II – Les réponses de la psychiatrie aux nouvelles demandes

En quelques courtes lignes, évoquer l’évolution des demandes, des attentes, des besoins, en psychiatrie ou dans le champ plus indécis de la santé mentale, comporte le risque d’être à la fois réducteur et partisan.

On peut néanmoins tenter d’effectuer quelques constatations pour en tirer quelques conséquences possibles.
1) Les demandes s’accroissent depuis le début des années 1990 dans le domaine de la psychiatrie comme de la santé mentale, de 3 à 5% par an environ : dans le dispositif public sectorisé et les urgences, dans le secteur privé associatif ou lucratif et le réseau ambulatoire libéral. Cette augmentation tend à saturer progressivement toute l’offre, alors même que le déclin proche de la démographie des psychiatres n'a pas encore commencé à produire des effets observables, sauf dans les zones "blanches".

2) L’accroissement constaté émane aussi bien des clients individuels et de leurs familles que du réseau primaire sanitaire : généralistes, ou non sanitaire : champ social, éducatif, judiciaire, et plus généralement des agents de contrôle social, ainsi que du politique.

3) Les demandes s’expriment dans des contextes spatio-temporels très diversifiés et pour des clientèles ciblées : urgences, exclus, victimes, détenus, personnes âgées, etc., en dehors du « lit »ou de la « consultation » programmée classiques.

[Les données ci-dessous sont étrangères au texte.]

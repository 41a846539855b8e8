//! Flat state machine runtime driven by button-style edges.
//!
//! States are plain enum tags. Each tag maps to a static [`StateTable`] of
//! function pointers (entry, exit and one handler per edge), so there is
//! exactly one behavior per state and no state ever owns mutable data: all
//! of it lives in the [`StateMachine`] context as `S::Data`.
//!
//! Side effects of a transition that concern resources outside the state
//! machine (timers, LEDs) are wired through a [`TransitionListener`], which
//! runs once per [`StateMachine::set_state`] after the new state's entry.

use core::fmt;

use log::debug;

/// Identity of a state.
pub trait StateId: Copy + Eq + fmt::Debug + Send + 'static {
    /// Mutable data shared by all states of the machine.
    type Data: Send;

    fn table(self) -> &'static StateTable<Self>;
}

/// Behavior of one state.
pub struct StateTable<S: StateId> {
    pub name: &'static str,
    /// Runs after the machine switched to this state.
    pub entry: fn(&mut StateMachine<S>),
    /// Runs while the machine still reports this state as current.
    pub exit: fn(&mut StateMachine<S>),
    pub on_press: fn(&mut StateMachine<S>),
    pub on_release: fn(&mut StateMachine<S>),
}

impl<S: StateId> StateTable<S> {
    /// A table where every hook does nothing and both edges are unhandled.
    pub const fn passive(name: &'static str) -> Self {
        Self {
            name,
            entry: no_op,
            exit: no_op,
            on_press: unhandled_press,
            on_release: unhandled_release,
        }
    }
}

/// Entry/exit hook that does nothing.
pub fn no_op<S: StateId>(_machine: &mut StateMachine<S>) {}

/// Press handler for states that ignore presses.
pub fn unhandled_press<S: StateId>(machine: &mut StateMachine<S>) {
    debug!("unhandled press in {}", machine.current_name());
}

/// Release handler for states that ignore releases.
pub fn unhandled_release<S: StateId>(machine: &mut StateMachine<S>) {
    debug!("unhandled release in {}", machine.current_name());
}

/// Observer of state changes.
pub trait TransitionListener<S>: Send {
    fn on_transition(&mut self, previous: Option<S>, current: Option<S>);
}

impl<S, F> TransitionListener<S> for F
where
    F: FnMut(Option<S>, Option<S>) + Send,
{
    fn on_transition(&mut self, previous: Option<S>, current: Option<S>) {
        self(previous, current)
    }
}

/// State machine context.
pub struct StateMachine<S: StateId> {
    previous: Option<S>,
    current: Option<S>,
    listener: Box<dyn TransitionListener<S>>,
    data: S::Data,
}

impl<S: StateId> StateMachine<S> {
    /// Creates a machine with no active state.
    pub fn new<L>(data: S::Data, listener: L) -> Self
    where
        L: TransitionListener<S> + 'static,
    {
        Self {
            previous: None,
            current: None,
            listener: Box::new(listener),
            data,
        }
    }

    /// Enters the initial state.
    pub fn start(&mut self, initial: S) {
        self.set_state(Some(initial));
    }

    /// Switches to `next`.
    ///
    /// Order: exit of the current state (the context still reports it as
    /// current), context update, entry of `next`, then the listener with
    /// `(previous, current)`. `None` leaves the machine without an active
    /// state; the old state's exit still runs.
    pub fn set_state(&mut self, next: Option<S>) {
        if let Some(current) = self.current {
            (current.table().exit)(self);
        }
        self.previous = self.current;
        self.current = next;
        if let Some(current) = self.current {
            (current.table().entry)(self);
        }
        debug!(
            "transition {} -> {}",
            name_of(self.previous),
            name_of(self.current)
        );
        self.listener.on_transition(self.previous, self.current);
    }

    /// Delivers a press edge to the current state.
    pub fn handle_press(&mut self) {
        if let Some(current) = self.current {
            (current.table().on_press)(self);
        }
    }

    /// Delivers a release edge to the current state.
    pub fn handle_release(&mut self) {
        if let Some(current) = self.current {
            (current.table().on_release)(self);
        }
    }

    pub fn current(&self) -> Option<S> {
        self.current
    }

    pub fn previous(&self) -> Option<S> {
        self.previous
    }

    pub fn current_name(&self) -> &'static str {
        name_of(self.current)
    }

    pub fn data(&self) -> &S::Data {
        &self.data
    }

    pub fn data_mut(&mut self) -> &mut S::Data {
        &mut self.data
    }
}

impl<S: StateId> fmt::Debug for StateMachine<S> {
    fn fmt(&self, f: &mut fmt::Formatter<'_>) -> fmt::Result {
        f.debug_struct("StateMachine")
            .field("previous", &self.previous)
            .field("current", &self.current)
            .finish_non_exhaustive()
    }
}

fn name_of<S: StateId>(state: Option<S>) -> &'static str {
    state.map_or("<none>", |state| state.table().name)
}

4) Les demandes s’expriment également davantage sous une forme bruyante, aiguë, de « crise », selon une clinique volatile, labile et incertaine par rapport aux repères classiques. Elles traduisent la prévalence de l’immédiateté, du passage à l’acte, de l’agir sur le dire, au détriment de la parole et du lien. On peut cependant souligner que ce recours préférentiel à l'urgence est constaté au delà de la psychiatrie et du champ médical, comme tendance de la société en général, ces dernières années.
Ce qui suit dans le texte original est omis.